Deal restricting Colonial development ends, opening door to single-family homes _lowres


An agreement last year that restricted the development of 40 acres at the center of the former Colonial Golf and Country Club in Harahan has lapsed, allowing a portion set aside for green space to be developed as single-family residential lots.

John Georges, who owns the property with developer Wayne Ducote, said that while his primary focus remains bringing a supermarket to the 15-acre commercially zoned portion of the property, he will begin working on dividing up the center portion into about 35 1- to 2-acre lots.

Georges, who also owns The New Orleans Advocate, said he is still amenable to having a park at the site but that no one has come forward with a viable plan to do so.

However, he said, enough interest has been expressed since the agreement he signed with former Mayor Vinnie Mosca lapsed at the end of April to account for half of the homes that could go there instead of a park.

The agreement with Mosca was passed by the Harahan City Council in September as a way to allay concerns that the property could be overdeveloped.

Georges said his staff met with the Louisiana Land Trust and reached out to Jefferson Parish officials, but no workable solutions to create a park emerged.

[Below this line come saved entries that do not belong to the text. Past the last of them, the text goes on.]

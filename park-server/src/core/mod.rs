//! 核心模块：配置、服务器状态、HTTP 服务器

pub mod config;
pub mod server;
pub mod state;

pub use config::{Config, StorageBackend};
pub use server::Server;
pub use state::ServerState;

He said he hasn’t heard anything from current Mayor Tina Miceli, who took office in January, about putting a park there.

Miceli issued a statement late Friday saying her administration is reviewing whether Georges and Ducote have made a good-faith effort to try to secure funding for a park.

“Maintaining a green space on the former Colonial Country Club property, which has remained undeveloped for approximately 100 years and is one of the largest undeveloped tracts of land on the east bank of Jefferson Parish, remains a priority not only for the citizens of Harahan, but for this administration,” she said.

The property also includes a strip along the levee that Georges and Ducote feel could be home to larger, 3- to 4-acre lots, though Georges said any lots in that section will likely remain in the developers’ hands.

He said the entire property will always have green space around the perimeter, as well as 15 acres devoted to collecting stormwater runoff.

Georges said he could have a letter of intent from a grocery store operator within the next several months and will probably prepare plans for the lots on the center portion throughout the summer.

He said public access to portions of the property remains in place for the time being.